Search the listing below for the word "draws", and copy every line in which it turns up.

━━ Extracted data ━━

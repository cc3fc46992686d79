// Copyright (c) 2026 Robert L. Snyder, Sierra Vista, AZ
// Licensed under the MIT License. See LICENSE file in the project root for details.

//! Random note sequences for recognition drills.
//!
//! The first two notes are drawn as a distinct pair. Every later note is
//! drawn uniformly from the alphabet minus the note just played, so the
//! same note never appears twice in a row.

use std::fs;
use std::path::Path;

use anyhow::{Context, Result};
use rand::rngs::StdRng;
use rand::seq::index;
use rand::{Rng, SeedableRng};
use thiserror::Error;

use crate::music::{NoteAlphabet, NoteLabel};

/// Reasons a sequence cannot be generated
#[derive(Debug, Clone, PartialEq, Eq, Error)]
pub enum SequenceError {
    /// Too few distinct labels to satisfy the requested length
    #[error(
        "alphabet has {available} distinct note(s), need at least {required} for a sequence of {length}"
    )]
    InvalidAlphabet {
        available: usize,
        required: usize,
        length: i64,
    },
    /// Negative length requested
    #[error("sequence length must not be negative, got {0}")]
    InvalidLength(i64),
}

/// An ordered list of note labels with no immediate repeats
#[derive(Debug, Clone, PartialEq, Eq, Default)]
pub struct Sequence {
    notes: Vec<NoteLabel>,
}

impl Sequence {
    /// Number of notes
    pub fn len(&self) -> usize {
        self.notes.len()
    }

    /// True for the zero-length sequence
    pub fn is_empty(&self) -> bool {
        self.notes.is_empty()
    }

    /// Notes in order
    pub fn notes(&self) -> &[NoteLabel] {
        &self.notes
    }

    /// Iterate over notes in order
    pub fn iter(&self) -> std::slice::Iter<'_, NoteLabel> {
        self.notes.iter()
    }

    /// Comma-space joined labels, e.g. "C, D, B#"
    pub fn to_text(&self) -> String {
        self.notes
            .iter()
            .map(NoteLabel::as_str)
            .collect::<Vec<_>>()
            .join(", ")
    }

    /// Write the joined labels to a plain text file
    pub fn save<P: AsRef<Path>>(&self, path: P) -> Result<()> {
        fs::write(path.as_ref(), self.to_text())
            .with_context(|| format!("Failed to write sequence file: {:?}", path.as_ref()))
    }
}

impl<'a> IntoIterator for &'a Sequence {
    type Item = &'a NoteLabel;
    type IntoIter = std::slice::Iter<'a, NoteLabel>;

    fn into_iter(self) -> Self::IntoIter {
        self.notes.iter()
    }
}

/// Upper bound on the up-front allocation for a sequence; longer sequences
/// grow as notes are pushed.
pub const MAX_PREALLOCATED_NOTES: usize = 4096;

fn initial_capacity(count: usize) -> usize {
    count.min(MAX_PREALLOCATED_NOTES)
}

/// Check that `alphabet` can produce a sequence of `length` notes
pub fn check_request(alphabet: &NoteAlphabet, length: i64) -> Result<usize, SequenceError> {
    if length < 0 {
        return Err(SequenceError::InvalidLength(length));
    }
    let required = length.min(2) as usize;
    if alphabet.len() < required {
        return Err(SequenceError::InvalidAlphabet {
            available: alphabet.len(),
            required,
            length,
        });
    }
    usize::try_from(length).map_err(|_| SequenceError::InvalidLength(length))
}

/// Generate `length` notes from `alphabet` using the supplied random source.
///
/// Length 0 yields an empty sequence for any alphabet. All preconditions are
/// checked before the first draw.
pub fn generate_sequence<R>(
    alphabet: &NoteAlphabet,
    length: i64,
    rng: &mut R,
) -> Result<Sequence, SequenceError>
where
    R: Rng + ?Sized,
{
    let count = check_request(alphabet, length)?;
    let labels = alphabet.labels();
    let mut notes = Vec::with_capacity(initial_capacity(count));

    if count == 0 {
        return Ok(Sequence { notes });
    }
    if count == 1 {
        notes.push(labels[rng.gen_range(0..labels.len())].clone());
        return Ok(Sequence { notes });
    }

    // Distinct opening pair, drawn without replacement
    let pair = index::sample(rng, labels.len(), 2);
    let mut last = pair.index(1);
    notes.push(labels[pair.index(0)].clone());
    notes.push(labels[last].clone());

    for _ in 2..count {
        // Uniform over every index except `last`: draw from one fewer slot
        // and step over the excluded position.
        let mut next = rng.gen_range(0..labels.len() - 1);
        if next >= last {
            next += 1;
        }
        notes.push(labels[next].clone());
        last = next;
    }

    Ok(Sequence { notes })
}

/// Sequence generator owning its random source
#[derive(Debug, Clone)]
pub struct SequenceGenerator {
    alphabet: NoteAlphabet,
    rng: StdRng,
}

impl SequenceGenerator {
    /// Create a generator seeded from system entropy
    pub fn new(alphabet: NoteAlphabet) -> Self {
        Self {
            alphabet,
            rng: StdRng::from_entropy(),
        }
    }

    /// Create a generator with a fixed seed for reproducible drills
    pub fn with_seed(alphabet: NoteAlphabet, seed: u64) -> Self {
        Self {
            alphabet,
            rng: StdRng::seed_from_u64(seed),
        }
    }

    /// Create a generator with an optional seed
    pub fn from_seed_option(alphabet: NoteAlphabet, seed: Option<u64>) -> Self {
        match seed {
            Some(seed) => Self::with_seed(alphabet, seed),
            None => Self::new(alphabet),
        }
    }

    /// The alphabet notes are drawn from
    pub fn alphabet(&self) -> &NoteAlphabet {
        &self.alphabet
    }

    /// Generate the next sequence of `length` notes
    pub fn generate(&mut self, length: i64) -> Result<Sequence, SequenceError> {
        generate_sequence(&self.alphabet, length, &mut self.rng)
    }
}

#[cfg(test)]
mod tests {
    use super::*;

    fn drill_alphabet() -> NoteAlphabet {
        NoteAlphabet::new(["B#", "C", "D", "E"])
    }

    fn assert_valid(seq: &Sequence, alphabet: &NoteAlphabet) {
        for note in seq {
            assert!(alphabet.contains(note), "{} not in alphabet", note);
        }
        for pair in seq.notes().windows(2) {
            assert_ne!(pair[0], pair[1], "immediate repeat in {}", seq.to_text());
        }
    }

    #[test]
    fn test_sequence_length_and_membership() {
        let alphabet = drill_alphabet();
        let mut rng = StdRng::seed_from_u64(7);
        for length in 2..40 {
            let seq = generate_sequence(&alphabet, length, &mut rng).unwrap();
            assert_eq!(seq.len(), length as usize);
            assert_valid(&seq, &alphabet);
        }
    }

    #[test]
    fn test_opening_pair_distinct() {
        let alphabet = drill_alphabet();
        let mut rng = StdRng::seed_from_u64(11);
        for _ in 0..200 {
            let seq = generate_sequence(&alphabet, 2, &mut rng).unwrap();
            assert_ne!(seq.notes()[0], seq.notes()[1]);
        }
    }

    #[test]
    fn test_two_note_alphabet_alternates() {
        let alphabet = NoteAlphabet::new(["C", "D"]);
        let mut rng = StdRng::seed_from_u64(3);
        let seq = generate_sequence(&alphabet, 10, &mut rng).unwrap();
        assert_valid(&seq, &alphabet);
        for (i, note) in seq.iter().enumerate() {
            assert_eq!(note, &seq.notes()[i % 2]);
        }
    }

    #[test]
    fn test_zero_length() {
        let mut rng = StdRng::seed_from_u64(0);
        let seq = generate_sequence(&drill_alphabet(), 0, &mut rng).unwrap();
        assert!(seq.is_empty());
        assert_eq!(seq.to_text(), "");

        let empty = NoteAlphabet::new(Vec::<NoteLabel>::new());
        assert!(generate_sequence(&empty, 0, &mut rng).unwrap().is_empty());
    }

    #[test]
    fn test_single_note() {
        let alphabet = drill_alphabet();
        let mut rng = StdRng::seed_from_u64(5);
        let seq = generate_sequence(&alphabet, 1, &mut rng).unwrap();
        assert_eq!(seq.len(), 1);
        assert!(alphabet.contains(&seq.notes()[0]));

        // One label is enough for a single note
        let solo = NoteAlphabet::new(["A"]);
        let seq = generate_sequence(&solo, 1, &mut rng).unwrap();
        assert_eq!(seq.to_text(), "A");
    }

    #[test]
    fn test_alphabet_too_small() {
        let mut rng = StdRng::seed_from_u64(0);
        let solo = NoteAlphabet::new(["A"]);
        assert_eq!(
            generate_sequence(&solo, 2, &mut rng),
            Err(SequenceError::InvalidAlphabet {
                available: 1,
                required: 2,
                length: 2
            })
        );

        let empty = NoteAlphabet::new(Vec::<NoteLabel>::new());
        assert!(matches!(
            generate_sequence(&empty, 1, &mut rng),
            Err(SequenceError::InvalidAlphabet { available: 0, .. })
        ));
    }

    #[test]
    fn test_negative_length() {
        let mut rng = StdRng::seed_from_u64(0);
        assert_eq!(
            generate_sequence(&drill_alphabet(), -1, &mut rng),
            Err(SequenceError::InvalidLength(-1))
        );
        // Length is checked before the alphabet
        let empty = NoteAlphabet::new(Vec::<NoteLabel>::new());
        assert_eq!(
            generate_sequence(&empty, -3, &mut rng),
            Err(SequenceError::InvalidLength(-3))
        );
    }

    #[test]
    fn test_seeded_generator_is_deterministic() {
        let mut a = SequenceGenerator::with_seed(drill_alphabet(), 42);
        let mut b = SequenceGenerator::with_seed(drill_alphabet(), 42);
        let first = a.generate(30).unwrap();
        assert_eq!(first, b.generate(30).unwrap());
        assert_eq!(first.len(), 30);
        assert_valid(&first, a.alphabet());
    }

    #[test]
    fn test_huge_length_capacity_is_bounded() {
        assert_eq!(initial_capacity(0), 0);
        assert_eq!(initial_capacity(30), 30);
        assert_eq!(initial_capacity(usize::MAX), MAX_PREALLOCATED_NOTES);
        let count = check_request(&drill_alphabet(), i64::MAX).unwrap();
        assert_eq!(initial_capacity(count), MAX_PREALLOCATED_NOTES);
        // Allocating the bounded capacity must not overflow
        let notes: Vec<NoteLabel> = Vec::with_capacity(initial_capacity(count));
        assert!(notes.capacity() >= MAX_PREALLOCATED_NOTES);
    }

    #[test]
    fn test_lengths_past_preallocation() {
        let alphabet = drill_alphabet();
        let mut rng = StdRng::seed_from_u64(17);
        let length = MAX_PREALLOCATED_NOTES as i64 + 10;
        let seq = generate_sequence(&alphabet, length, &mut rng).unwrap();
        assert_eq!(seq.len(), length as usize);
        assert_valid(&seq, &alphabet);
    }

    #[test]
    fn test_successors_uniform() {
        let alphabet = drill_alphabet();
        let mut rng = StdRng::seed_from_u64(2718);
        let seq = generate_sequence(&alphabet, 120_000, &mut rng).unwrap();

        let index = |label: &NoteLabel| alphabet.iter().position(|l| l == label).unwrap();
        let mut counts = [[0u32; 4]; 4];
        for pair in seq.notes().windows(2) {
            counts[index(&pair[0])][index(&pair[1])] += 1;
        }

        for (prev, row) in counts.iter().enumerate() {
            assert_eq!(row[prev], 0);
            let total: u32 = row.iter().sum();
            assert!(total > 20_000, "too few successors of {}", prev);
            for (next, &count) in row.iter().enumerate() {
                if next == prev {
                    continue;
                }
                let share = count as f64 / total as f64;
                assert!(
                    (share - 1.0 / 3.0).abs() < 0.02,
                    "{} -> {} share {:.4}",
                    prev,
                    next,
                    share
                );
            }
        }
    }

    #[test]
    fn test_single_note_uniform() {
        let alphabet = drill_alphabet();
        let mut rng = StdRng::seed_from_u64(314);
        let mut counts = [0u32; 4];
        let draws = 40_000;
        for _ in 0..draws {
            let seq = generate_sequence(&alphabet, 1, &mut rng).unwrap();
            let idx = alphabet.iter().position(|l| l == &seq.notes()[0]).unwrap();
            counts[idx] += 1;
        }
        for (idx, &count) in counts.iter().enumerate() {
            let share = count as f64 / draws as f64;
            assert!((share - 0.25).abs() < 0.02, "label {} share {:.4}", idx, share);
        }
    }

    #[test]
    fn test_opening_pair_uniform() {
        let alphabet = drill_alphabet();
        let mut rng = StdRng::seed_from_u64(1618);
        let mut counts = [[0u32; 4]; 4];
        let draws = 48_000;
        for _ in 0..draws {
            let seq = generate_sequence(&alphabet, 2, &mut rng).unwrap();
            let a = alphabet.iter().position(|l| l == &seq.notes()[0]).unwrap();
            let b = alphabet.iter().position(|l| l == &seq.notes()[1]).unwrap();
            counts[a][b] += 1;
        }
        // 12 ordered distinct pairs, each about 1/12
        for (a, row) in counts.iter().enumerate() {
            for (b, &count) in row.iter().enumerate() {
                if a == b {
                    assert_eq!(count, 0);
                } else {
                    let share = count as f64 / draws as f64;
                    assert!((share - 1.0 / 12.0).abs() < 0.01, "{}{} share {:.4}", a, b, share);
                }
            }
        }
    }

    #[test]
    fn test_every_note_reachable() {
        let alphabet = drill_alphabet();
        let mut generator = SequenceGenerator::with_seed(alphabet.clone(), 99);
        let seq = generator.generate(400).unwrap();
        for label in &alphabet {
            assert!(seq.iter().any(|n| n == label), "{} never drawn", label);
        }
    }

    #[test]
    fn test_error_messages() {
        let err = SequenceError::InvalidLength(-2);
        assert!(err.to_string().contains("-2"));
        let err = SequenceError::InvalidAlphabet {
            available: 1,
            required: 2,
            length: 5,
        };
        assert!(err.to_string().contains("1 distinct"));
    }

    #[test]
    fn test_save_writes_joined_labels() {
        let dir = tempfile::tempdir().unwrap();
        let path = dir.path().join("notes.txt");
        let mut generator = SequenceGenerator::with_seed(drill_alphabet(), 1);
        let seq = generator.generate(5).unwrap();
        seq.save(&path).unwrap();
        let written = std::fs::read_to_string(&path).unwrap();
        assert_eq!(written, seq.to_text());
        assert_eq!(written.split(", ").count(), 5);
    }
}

━━━

- **Answer to this problem**
        let draws = 40_000;
        for _ in 0..draws {
            let share = count as f64 / draws as f64;
        let draws = 48_000;
        for _ in 0..draws {
                    let share = count as f64 / draws as f64;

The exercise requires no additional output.